# TASK GOAL:
Where in the data below does the word "ModelRef" appear? Copy each line that holds it.

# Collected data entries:

^^^^^^^^

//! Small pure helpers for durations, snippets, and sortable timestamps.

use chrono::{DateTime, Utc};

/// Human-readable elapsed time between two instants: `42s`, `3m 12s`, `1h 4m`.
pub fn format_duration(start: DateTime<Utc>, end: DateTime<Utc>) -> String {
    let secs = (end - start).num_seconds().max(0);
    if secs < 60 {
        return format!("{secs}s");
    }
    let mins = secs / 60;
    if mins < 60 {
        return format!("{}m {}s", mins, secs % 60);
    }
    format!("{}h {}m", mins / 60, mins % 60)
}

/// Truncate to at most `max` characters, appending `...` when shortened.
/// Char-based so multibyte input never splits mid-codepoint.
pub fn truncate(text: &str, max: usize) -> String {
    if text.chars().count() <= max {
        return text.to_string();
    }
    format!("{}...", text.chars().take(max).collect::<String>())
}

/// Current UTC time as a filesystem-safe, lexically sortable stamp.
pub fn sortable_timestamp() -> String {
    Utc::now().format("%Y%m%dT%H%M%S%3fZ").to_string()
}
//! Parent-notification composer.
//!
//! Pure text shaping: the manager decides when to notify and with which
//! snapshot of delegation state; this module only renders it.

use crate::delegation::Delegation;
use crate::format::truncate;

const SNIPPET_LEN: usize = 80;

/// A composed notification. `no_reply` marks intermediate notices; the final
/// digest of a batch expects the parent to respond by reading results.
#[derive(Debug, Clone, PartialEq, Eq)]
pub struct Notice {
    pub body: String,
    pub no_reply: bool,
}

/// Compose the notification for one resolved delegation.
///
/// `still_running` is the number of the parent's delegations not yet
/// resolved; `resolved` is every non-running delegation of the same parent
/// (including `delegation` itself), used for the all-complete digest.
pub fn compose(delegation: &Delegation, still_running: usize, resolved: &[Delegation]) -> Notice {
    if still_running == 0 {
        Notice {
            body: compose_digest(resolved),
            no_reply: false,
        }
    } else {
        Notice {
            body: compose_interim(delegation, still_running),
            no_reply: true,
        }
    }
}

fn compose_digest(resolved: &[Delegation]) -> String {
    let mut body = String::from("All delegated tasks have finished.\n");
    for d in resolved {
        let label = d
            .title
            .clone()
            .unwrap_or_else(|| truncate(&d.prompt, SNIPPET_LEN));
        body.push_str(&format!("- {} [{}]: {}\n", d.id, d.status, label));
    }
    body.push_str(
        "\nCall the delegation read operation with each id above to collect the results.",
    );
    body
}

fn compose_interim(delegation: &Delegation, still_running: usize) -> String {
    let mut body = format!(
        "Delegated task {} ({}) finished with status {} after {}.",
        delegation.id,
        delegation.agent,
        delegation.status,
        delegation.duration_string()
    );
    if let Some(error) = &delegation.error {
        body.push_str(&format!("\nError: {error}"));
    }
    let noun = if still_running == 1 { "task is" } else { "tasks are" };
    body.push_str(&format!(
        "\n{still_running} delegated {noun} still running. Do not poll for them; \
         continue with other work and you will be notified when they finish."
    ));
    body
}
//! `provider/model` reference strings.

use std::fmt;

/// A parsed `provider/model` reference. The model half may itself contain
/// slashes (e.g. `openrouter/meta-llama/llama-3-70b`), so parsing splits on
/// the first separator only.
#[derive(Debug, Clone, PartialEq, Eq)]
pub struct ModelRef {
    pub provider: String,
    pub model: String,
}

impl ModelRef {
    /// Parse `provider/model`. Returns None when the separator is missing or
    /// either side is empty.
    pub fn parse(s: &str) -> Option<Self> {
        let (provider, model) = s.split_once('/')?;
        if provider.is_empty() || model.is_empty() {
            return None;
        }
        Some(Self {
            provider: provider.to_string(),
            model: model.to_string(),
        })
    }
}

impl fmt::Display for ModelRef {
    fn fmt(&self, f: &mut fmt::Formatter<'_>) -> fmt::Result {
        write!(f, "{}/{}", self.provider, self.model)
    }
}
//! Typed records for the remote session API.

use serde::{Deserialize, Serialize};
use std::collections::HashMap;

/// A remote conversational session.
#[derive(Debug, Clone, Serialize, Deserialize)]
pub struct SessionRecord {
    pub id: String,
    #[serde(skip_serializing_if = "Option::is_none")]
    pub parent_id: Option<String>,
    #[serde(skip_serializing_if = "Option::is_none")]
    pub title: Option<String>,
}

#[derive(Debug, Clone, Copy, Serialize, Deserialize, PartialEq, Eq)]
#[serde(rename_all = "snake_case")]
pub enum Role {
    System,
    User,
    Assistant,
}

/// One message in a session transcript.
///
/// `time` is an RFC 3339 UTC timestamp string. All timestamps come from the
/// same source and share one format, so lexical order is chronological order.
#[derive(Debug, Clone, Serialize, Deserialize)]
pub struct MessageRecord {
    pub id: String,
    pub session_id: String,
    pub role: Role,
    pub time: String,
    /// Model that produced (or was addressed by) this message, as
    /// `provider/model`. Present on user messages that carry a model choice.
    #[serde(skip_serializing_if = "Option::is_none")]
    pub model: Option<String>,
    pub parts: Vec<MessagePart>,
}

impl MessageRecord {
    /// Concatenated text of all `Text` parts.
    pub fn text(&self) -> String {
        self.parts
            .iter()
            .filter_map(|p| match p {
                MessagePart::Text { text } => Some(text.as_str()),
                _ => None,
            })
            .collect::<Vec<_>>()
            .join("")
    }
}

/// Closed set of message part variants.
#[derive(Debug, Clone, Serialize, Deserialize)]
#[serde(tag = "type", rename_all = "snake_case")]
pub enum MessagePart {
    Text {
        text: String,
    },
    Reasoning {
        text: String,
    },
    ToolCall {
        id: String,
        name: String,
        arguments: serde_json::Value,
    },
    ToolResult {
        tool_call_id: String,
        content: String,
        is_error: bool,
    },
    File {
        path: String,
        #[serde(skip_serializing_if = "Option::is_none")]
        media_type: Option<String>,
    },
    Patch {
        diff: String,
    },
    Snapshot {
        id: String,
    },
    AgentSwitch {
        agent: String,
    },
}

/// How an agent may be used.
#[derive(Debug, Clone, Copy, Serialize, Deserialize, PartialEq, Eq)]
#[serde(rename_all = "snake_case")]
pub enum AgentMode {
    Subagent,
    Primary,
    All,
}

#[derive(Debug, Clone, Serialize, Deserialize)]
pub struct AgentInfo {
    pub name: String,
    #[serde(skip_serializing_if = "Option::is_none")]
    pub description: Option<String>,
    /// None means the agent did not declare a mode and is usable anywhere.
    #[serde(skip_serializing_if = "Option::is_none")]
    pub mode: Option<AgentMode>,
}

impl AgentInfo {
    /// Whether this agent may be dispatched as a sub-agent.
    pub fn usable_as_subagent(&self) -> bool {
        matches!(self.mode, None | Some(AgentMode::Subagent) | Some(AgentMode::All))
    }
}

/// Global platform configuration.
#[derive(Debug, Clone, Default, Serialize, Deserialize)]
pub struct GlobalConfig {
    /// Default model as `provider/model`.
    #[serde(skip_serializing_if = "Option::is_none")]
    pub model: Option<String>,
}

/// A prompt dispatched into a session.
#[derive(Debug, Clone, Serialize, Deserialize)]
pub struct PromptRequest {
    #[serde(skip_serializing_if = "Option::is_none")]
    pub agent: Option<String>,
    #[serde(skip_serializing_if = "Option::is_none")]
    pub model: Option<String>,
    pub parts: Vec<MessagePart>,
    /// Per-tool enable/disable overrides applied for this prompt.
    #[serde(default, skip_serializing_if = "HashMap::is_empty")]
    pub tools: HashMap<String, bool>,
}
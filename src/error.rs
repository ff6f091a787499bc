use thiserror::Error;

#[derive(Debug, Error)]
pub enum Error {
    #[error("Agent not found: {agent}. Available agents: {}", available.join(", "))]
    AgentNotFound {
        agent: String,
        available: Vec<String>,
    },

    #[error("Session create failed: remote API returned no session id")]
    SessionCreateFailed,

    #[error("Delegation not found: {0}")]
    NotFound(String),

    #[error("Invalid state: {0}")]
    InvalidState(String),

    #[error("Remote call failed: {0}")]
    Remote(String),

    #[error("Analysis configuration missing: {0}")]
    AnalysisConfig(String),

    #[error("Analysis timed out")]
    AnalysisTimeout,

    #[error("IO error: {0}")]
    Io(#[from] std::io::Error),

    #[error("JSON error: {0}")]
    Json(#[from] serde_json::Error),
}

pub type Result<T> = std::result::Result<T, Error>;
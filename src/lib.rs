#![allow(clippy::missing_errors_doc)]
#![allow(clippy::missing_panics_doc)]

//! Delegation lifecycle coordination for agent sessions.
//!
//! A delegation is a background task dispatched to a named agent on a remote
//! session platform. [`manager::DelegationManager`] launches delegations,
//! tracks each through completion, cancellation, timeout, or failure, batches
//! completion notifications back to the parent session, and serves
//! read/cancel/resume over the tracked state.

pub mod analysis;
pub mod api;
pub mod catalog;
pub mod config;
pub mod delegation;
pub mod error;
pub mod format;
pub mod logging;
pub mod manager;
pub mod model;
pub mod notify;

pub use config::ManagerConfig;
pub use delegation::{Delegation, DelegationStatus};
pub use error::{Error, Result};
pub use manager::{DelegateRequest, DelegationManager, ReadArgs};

^^^^^^^^

# SOLVED EXERCISE:
pub struct ModelRef {
impl ModelRef {
impl fmt::Display for ModelRef {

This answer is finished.